Shimamura est un oisif, vivant de son héritage, qui rencontre une belle geisha répondant au nom de Komako dans une ville de sources chaudes. Bien qu’il ait une femme et des enfants, il se laisse guider par ses propres plaisirs lorsqu’il la rencontre.
Les sentiments de Shimamura sont superficiels, mais Komako tombe éperdument amoureuse de lui et attend impatiemment chacune de ses visites. Il se trouve toutefois que Shimamura est attiré par une femme plus jeune, ce qui conduira à l’issue tragique de cette histoire.
L’écrivain Itô Sei a décrit Pays de neige comme un classique de la fiction lyrique japonaise moderne. C’est l’un des chefs-d’œuvre de Kawabata, qui tisse un réseau complexe où s’entremêlent portraits psychologiques subtils d’hommes et de femmes et descriptions de paysages saisonniers qui incarnent la beauté du Japon.

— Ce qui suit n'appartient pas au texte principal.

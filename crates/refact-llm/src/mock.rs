//! Scripted gateway for tests

use crate::client::LlmGateway;
use crate::types::{ChatCompletion, ChatMessage, ChatRequest, Choice, CompletionUsage};
use async_trait::async_trait;
use refact_core::{RefactError, Result};
use std::collections::VecDeque;
use std::sync::{Arc, Mutex};

/// Gateway that replays queued replies in order and records every request
///
/// Once the queue is empty every call fails with an upstream error.
#[derive(Debug, Clone, Default)]
pub struct ScriptedGateway {
    replies: Arc<Mutex<VecDeque<Result<String>>>>,
    requests: Arc<Mutex<Vec<ChatRequest>>>,
}

impl ScriptedGateway {
    pub fn new() -> Self {
        Self::default()
    }

    /// Queue a successful reply
    pub fn reply(self, content: impl Into<String>) -> Self {
        self.lock_replies().push_back(Ok(content.into()));
        self
    }

    /// Queue an upstream failure
    pub fn fail(self, status: u16, body: impl Into<String>) -> Self {
        self.lock_replies().push_back(Err(RefactError::Upstream {
            status,
            body: body.into(),
        }));
        self
    }

    /// Requests received so far
    pub fn requests(&self) -> Vec<ChatRequest> {
        self.requests
            .lock()
            .unwrap_or_else(|poisoned| poisoned.into_inner())
            .clone()
    }

    /// Text of the last user turn of each request
    pub fn prompts(&self) -> Vec<String> {
        self.requests()
            .into_iter()
            .filter_map(|r| r.messages.last().map(|m| m.content.clone()))
            .collect()
    }

    fn lock_replies(&self) -> std::sync::MutexGuard<'_, VecDeque<Result<String>>> {
        self.replies
            .lock()
            .unwrap_or_else(|poisoned| poisoned.into_inner())
    }
}

#[async_trait]
impl LlmGateway for ScriptedGateway {
    async fn chat(&self, request: ChatRequest) -> Result<ChatCompletion> {
        let model = request
            .model
            .clone()
            .unwrap_or_else(|| "scripted".to_string());
        self.requests
            .lock()
            .unwrap_or_else(|poisoned| poisoned.into_inner())
            .push(request);

        let content = self.lock_replies().pop_front().unwrap_or_else(|| {
            Err(RefactError::Upstream {
                status: 500,
                body: "No scripted reply left".to_string(),
            })
        })?;

        Ok(ChatCompletion {
            id: "scripted".to_string(),
            object: "chat.completion".to_string(),
            model,
            choices: vec![Choice {
                index: 0,
                message: ChatMessage::assistant(content),
                finish_reason: Some("stop".to_string()),
            }],
            usage: CompletionUsage::default(),
        })
    }
}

- Pays de neige, trad. Fujimori Bunkichi, éditions Albin Michel
Le Bateau-usine, de Kobayashi Takiji
S’il existait une relative liberté artistique au début des années 1920, elle s’est trouvée de plus en plus menacée à mesure qu’on avançait dans la décennie. L’émergence du socialisme a conduit à l’épanouissement de la littérature prolétarienne, mais en 1925, la Loi sur la préservation de la paix a été adoptée dans l’idée de mettre un terme à la pensée socialiste, considérée comme une menace pesant sur l’État et le régime impérial. En 1928, le Premier ministre Tanaka Giichi a supervisé un amendement à la loi, au titre duquel la condamnation maximale pour activités subversives passait de 10 années de prison à la peine capitale, et il a lancé une vaste opération de répression contre les communistes.
La littérature prolétarienne a connu son apogée avec Le Bateau-usine. Son auteur, Kobayashi Takiji (1903-1933), a reçu un diplôme d’un lycée commercial d’Otaru, à Hokkaidô, avant de travailler dans une banque, tout en poursuivant ses activités littéraires pendant ses temps libres, notamment en publiant des revues et en écrivant de la fiction.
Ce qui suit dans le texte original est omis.